--- Data section Enclosed Below ---

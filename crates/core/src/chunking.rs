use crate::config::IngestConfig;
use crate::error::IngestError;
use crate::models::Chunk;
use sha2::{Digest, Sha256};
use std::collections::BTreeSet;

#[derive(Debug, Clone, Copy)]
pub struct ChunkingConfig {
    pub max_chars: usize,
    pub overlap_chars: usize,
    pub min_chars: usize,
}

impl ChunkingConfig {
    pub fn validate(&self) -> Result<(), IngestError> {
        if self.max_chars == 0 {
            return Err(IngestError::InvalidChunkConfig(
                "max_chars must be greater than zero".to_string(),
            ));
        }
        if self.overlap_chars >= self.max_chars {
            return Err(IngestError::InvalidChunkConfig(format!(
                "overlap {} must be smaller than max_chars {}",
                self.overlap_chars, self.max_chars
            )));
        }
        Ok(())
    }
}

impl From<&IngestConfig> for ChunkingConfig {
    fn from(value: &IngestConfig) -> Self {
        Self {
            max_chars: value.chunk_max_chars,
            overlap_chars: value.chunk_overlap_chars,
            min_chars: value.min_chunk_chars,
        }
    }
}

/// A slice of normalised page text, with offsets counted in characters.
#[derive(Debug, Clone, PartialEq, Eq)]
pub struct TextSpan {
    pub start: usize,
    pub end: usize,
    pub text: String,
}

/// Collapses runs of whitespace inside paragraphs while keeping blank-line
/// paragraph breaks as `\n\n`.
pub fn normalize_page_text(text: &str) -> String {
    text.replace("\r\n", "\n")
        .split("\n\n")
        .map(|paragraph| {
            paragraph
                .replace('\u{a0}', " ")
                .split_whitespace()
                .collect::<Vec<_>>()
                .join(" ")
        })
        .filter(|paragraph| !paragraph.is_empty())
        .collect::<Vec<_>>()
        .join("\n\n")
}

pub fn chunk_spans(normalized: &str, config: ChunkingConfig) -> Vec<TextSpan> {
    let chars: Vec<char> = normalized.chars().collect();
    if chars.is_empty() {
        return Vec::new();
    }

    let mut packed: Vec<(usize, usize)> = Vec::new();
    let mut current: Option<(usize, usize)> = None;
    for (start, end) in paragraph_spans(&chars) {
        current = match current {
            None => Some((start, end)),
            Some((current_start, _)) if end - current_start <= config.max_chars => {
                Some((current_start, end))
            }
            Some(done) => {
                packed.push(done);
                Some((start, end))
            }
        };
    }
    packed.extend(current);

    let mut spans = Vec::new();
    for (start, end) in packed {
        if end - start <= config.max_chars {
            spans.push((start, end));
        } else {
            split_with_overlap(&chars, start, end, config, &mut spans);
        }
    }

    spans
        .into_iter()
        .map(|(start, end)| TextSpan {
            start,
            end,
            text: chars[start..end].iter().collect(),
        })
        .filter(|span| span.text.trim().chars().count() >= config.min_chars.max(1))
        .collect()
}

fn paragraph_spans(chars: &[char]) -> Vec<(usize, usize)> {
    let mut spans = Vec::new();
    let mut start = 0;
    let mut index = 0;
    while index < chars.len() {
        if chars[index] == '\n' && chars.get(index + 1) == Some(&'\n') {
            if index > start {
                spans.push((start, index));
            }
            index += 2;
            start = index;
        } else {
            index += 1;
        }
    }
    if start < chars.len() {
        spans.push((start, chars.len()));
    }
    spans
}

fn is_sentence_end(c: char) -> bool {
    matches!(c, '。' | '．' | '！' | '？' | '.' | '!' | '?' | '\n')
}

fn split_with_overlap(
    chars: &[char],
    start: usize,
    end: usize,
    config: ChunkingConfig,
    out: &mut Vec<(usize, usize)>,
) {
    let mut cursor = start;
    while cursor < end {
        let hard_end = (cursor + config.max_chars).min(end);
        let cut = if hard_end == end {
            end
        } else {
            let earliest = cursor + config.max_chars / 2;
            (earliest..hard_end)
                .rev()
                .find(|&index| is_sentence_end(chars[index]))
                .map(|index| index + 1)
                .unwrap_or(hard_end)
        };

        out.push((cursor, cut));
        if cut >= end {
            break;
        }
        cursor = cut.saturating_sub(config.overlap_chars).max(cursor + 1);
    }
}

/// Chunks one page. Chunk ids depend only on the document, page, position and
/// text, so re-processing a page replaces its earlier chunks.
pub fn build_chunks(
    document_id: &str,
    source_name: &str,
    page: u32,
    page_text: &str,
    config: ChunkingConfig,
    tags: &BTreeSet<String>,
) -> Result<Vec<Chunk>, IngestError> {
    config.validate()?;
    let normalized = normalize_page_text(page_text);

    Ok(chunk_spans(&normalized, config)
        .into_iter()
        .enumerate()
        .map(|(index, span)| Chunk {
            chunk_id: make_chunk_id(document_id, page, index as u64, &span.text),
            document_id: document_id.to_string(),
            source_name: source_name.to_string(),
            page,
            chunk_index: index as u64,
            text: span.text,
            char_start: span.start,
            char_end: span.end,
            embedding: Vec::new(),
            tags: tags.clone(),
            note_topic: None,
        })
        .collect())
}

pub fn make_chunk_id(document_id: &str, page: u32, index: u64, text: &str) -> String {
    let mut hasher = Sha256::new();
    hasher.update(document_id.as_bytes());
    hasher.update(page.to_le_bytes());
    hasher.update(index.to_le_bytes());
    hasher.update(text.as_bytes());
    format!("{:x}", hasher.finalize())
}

--- End of Enclosed Data section ---
--- Data section Enclosed Below ---

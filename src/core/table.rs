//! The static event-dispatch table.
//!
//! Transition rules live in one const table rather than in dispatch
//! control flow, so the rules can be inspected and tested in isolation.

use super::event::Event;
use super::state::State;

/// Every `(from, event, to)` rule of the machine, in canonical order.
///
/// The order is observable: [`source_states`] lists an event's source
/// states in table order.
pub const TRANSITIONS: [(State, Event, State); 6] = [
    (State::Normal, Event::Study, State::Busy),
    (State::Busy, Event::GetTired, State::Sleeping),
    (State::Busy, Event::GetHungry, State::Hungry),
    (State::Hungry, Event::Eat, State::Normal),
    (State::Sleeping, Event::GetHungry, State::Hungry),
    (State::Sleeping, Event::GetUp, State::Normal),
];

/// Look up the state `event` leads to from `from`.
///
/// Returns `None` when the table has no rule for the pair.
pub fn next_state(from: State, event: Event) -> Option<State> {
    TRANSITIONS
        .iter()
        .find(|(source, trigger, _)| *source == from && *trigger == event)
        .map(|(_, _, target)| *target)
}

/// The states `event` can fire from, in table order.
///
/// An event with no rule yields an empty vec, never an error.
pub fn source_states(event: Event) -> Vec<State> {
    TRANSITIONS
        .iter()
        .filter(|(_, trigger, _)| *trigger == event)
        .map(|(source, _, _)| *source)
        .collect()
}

--- End of Enclosed Data section ---
--- Data section Enclosed Below ---

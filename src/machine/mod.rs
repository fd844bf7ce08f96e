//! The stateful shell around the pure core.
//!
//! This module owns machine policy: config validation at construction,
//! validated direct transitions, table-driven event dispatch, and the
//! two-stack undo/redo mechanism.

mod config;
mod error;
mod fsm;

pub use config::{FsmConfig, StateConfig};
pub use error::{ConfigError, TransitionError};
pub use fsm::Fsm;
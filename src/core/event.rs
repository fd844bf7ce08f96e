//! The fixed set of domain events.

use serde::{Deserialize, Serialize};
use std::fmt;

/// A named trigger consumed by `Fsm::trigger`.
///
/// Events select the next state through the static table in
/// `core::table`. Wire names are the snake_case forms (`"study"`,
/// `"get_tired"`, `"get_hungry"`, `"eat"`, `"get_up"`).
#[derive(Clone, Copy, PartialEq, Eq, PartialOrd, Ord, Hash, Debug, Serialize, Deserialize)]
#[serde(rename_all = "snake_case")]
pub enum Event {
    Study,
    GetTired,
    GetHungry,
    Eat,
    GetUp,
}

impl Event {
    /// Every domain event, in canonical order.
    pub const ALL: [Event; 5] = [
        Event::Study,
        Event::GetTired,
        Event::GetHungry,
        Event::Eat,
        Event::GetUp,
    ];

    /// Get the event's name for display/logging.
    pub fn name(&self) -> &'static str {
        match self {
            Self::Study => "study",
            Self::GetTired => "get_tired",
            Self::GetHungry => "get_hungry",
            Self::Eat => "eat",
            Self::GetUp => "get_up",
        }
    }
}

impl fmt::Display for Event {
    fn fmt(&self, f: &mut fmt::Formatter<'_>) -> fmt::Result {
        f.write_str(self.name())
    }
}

--- End of Enclosed Data section ---

### About this exercise
Select every line in the records above that contains the word "earliest".

### Task response
            let earliest = cursor + config.max_chars / 2;
            (earliest..hard_end)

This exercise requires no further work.